I’m not going to tell you to ALWAYS BE POSITIVE: we don’t claim that returning to work after a long break is easy – wishful-thinking can mean sticking your head in the sand. The ‘unrealistic’ optimist can wait for the perfect job to land in her lap or will keep going with an unsuccessful strategy (such as scatter-gun online applications) as she believes that ‘it will all come right in the end’.
On the other hand, we commonly find that the returner who claims she is being ‘realistic’ is actually holding a pessimistic perspective that too quickly dismisses the possibility of finding a rewarding job with a reasonable lifestyle.The pessimistic ‘realist’ tends to believe the worst, rapidly hits disillusionment when she hits a few setbacks and decides that it’s hopeless and not worth the effort.
I prefer the perspective of psychologist Sandra Schneider who suggests that optimism and realism are not in conflict – we need both. She proposes that we aim for ‘realistic optimism’. The realistic optimist finds out the facts and the data; she acknowledges the challenges and constraints she faces. Her optimism comes into play in her interpretation of ambiguous events – she recognises that many situations have a range of possible interpretations and chooses a helpful rather than an unhelpful one. She gives people the benefit of the doubt, is aware of the positives in her current situation and actively looks for opportunities in the future.
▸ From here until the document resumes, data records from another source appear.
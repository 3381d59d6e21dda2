//! Text-to-speech: the proxy server in front of the vendor API and the
//! narrator that plays its audio.

mod error;
mod narrator;
mod server;
mod shutdown;
mod upstream;

pub use error::{ErrorResponse, SpeechError};
pub use narrator::{
    digraph_line, AudioSink, CommandVoice, FileSink, LocalVoice, Narrator, Prosody, ProxyVoice,
    SilentVoice, SpeakOutcome, SpeechSource,
};
pub use server::{build_router, HealthStatus, SpeechHandle, SpeechServer};
pub use shutdown::ShutdownManager;
pub use upstream::{VoiceClient, VoiceSettings};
How to develop your ‘realistic optimism’ in practice
You face a setback, for example you’ve sent a ‘getting back in touch’ email to an old colleague and haven’t received a reply after a week. Your first response might be to conclude that she’s not interested in talking to you, she doesn’t remember you or maybe she didn’t like you anyway. So you feel dispirited, write her off as a network contact and lose motivation to pursue other contacts. Instead try this:
- Think creatively of all the other realistic reasons why she hasn’t replied. Maybe your email is sitting in her Junk Mail, maybe she put it aside to reply to later and it got lost in her inbox, maybe she’s changed her email address, maybe she’s on holiday or working abroad or just frantically busy … there are so many possibilities.
- Thinking about this wide variety of explanations, decide how to respond so you are in control. Send the email again to check you have the correct address, contact her through a mutual friend or pick up the phone and call her.
- If she still doesn’t get back to you, choose a realistically optimistic interpretation that doesn’t knock your self-confidence (e.g. even if she’s too busy, you can still contact others) and try a different strategy. Continually weigh up the facts and creatively consider all your options to decide the best course of action.
There’s evidence that realistic optimism can boost your resilience and motivation, improve your day-to-day satisfaction with life and lead to better work outcomes. And it’s not about your genes – we can all learn to be realistic optimists.
Posted by Julianne
For those of you interested in the research
Schneider, S.L. (2001). In search of realistic optimism: meaning, knowledge and warm fuzziness. American Psychologist, 56(3), 250-263.